YOUR OBJECTIVE
Within the entries below, every line containing "factors" is to be copied.

SUPPLIED DATA

//! Explicit Kronecker product construction
//!
//! For matrices A (m×n) and B (p×q), the product C = A ⊗ B has size (mp×nq)
//! and block (i, j) equal to `a_ij · B`. For diagonal operators the product is
//! again diagonal, with `c[i·len(b) + k] = a[i] · b[k]`.
//!
//! The structured kernels in [`crate::matvec2`] and [`crate::matvec3`] never
//! need these matrices. They exist for verification and for the callers that
//! genuinely need the explicit operator.
//!
//! # SciRS2 Integration
//!
//! All array operations use `scirs2_core::ndarray_ext`.

use scirs2_core::ndarray_ext::{Array1, Array2, ArrayView1, ArrayView2, ArrayViewMut1, ArrayViewMut2};
use scirs2_core::numeric::Num;

use crate::error::KernelResult;
use crate::shape::{check_diagonal_product, check_product};

/// Write the Kronecker product of two dense factors into `c`
///
/// `c` must have shape (rows(A)·rows(B)) × (cols(A)·cols(B)). It is fully
/// overwritten; its previous contents are never read.
///
/// Columns are produced in the order (jA, jB): column `jA·q + jB` of C is the
/// concatenation over iA of `A[iA, jA] · B[:, jB]`.
///
/// # Errors
///
/// Returns `ShapeMismatch` if `c` has the wrong shape. `c` is untouched in
/// that case.
///
/// # Examples
///
/// ```
/// use scirs2_core::ndarray_ext::{array, Array2};
/// use kronop_kernels::kron_build;
///
/// let a = array![[1.0, 2.0], [3.0, 4.0]];
/// let b = array![[1.0, 0.0], [0.0, 1.0]];
/// let mut c = Array2::<f64>::zeros((4, 4));
/// kron_build(&a.view(), &b.view(), &mut c.view_mut()).unwrap();
/// assert_eq!(c[[2, 0]], 3.0);
/// assert_eq!(c[[3, 3]], 4.0);
/// assert_eq!(c[[2, 1]], 0.0);
/// ```
pub fn kron_build<T>(
    a: &ArrayView2<T>,
    b: &ArrayView2<T>,
    c: &mut ArrayViewMut2<T>,
) -> KernelResult<()>
where
    T: Clone + Num,
{
    check_product("kron_build", &[a.dim(), b.dim()], c.dim())?;
    fill_dense_product(a, b, c);
    Ok(())
}

fn fill_dense_product<T>(a: &ArrayView2<T>, b: &ArrayView2<T>, c: &mut ArrayViewMut2<T>)
where
    T: Clone + Num,
{
    let (m, n) = a.dim();
    let (p, q) = b.dim();

    for ja in 0..n {
        for jb in 0..q {
            let col = ja * q + jb;
            for ia in 0..m {
                let a_val = a[[ia, ja]].clone();
                let row0 = ia * p;
                for ib in 0..p {
                    c[[row0 + ib, col]] = a_val.clone() * b[[ib, jb]].clone();
                }
            }
        }
    }
}

/// Compute the Kronecker product of two matrices
///
/// For matrices A (m×n) and B (p×q), the result C = A ⊗ B has size (mp×nq).
///
/// ```text
/// [ a11*B  a12*B  ...  a1n*B ]
/// [ a21*B  a22*B  ...  a2n*B ]
/// [  ...    ...   ...   ...  ]
/// [ am1*B  am2*B  ...  amn*B ]
/// ```
///
/// # Complexity
///
/// Time: O(m * n * p * q)
/// Space: O(m * n * p * q)
///
/// # Examples
///
/// ```
/// use scirs2_core::ndarray_ext::array;
/// use kronop_kernels::kronecker;
///
/// let a = array![[1.0, 2.0], [3.0, 4.0]];  // 2×2
/// let b = array![[5.0, 6.0], [7.0, 8.0]];  // 2×2
/// let c = kronecker(&a.view(), &b.view());  // 4×4
/// assert_eq!(c.shape(), &[4, 4]);
/// assert_eq!(c[[0, 0]], 5.0);   // 1*5
/// assert_eq!(c[[1, 3]], 16.0);  // 2*8
/// ```
pub fn kronecker<T>(a: &ArrayView2<T>, b: &ArrayView2<T>) -> Array2<T>
where
    T: Clone + Num,
{
    let (m, n) = a.dim();
    let (p, q) = b.dim();

    let mut result = Array2::<T>::zeros((m * p, n * q));
    fill_dense_product(a, b, &mut result.view_mut());
    result
}

/// Compute the Kronecker product with parallel execution
///
/// Block rows of the result (one per row of A) are filled in parallel.
/// Only worth it for large factors; the serial [`kronecker`] is usually
/// memory bound.
///
/// # Examples
///
/// ```
/// use scirs2_core::ndarray_ext::array;
/// use kronop_kernels::{kronecker, kronecker_parallel};
///
/// let a = array![[1.0, 2.0], [3.0, 4.0]];
/// let b = array![[5.0, 6.0], [7.0, 8.0]];
/// assert_eq!(kronecker_parallel(&a.view(), &b.view()), kronecker(&a.view(), &b.view()));
/// ```
#[cfg(feature = "parallel")]
pub fn kronecker_parallel<T>(a: &ArrayView2<T>, b: &ArrayView2<T>) -> Array2<T>
where
    T: Clone + Num + Send + Sync,
{
    use scirs2_core::ndarray_ext::Axis;
    use scirs2_core::parallel_ops::*;

    let (m, n) = a.dim();
    let (p, q) = b.dim();

    let mut result = Array2::<T>::zeros((m * p, n * q));
    if p == 0 {
        return result;
    }

    result
        .axis_chunks_iter_mut(Axis(0), p)
        .into_par_iter()
        .enumerate()
        .for_each(|(i, mut block_row)| {
            for j in 0..n {
                let a_val = a[[i, j]].clone();
                let block_col = j * q;
                for bi in 0..p {
                    for bj in 0..q {
                        block_row[[bi, block_col + bj]] = a_val.clone() * b[[bi, bj]].clone();
                    }
                }
            }
        });

    result
}

/// Kronecker product of three matrices, `A ⊗ (B ⊗ C)`
///
/// # Examples
///
/// ```
/// use scirs2_core::ndarray_ext::array;
/// use kronop_kernels::kronecker3;
///
/// let a = array![[2.0]];
/// let b = array![[1.0, 2.0]];
/// let c = array![[1.0], [3.0]];
/// let k = kronecker3(&a.view(), &b.view(), &c.view());
/// assert_eq!(k, array![[2.0, 4.0], [6.0, 12.0]]);
/// ```
pub fn kronecker3<T>(a: &ArrayView2<T>, b: &ArrayView2<T>, c: &ArrayView2<T>) -> Array2<T>
where
    T: Clone + Num,
{
    let bc = kronecker(b, c);
    kronecker(a, &bc.view())
}

/// Write the diagonal of the Kronecker product of two diagonal operators
///
/// `c[ia·len(b) + ib] = a[ia] · b[ib]`, which is exactly the diagonal of
/// `kronecker(diag(a), diag(b))`.
///
/// # Errors
///
/// Returns `ShapeMismatch` if `len(c) != len(a)·len(b)`; `c` is untouched.
///
/// # Examples
///
/// ```
/// use scirs2_core::ndarray_ext::{array, Array1};
/// use kronop_kernels::kron_build_diag;
///
/// let a = array![2.0, 3.0];
/// let b = array![5.0, 7.0];
/// let mut c = Array1::<f64>::zeros(4);
/// kron_build_diag(&a.view(), &b.view(), &mut c.view_mut()).unwrap();
/// assert_eq!(c, array![10.0, 14.0, 15.0, 21.0]);
/// ```
pub fn kron_build_diag<T>(
    a: &ArrayView1<T>,
    b: &ArrayView1<T>,
    c: &mut ArrayViewMut1<T>,
) -> KernelResult<()>
where
    T: Clone + Num,
{
    check_diagonal_product("kron_build_diag", &[a.len(), b.len()], c.len())?;
    fill_diagonal_product(a, b, c);
    Ok(())
}

fn fill_diagonal_product<T>(a: &ArrayView1<T>, b: &ArrayView1<T>, c: &mut ArrayViewMut1<T>)
where
    T: Clone + Num,
{
    let nb = b.len();
    for (ia, a_val) in a.iter().enumerate() {
        for (ib, b_val) in b.iter().enumerate() {
            c[ia * nb + ib] = a_val.clone() * b_val.clone();
        }
    }
}

/// Diagonal of the Kronecker product of two diagonal operators
///
/// # Examples
///
/// ```
/// use scirs2_core::ndarray_ext::array;
/// use kronop_kernels::kronecker_diag;
///
/// let c = kronecker_diag(&array![2.0, 3.0].view(), &array![5.0, 7.0].view());
/// assert_eq!(c, array![10.0, 14.0, 15.0, 21.0]);
/// ```
pub fn kronecker_diag<T>(a: &ArrayView1<T>, b: &ArrayView1<T>) -> Array1<T>
where
    T: Clone + Num,
{
    let mut result = Array1::<T>::zeros(a.len() * b.len());
    fill_diagonal_product(a, b, &mut result.view_mut());
    result
}

/// Diagonal of the Kronecker product of three diagonal operators
pub fn kronecker_diag3<T>(a: &ArrayView1<T>, b: &ArrayView1<T>, c: &ArrayView1<T>) -> Array1<T>
where
    T: Clone + Num,
{
    let bc = kronecker_diag(b, c);
    kronecker_diag(a, &bc.view())
}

EXERCISE OUTPUT
/// Write the Kronecker product of two dense factors into `c`
/// Only worth it for large factors; the serial [`kronecker`] is usually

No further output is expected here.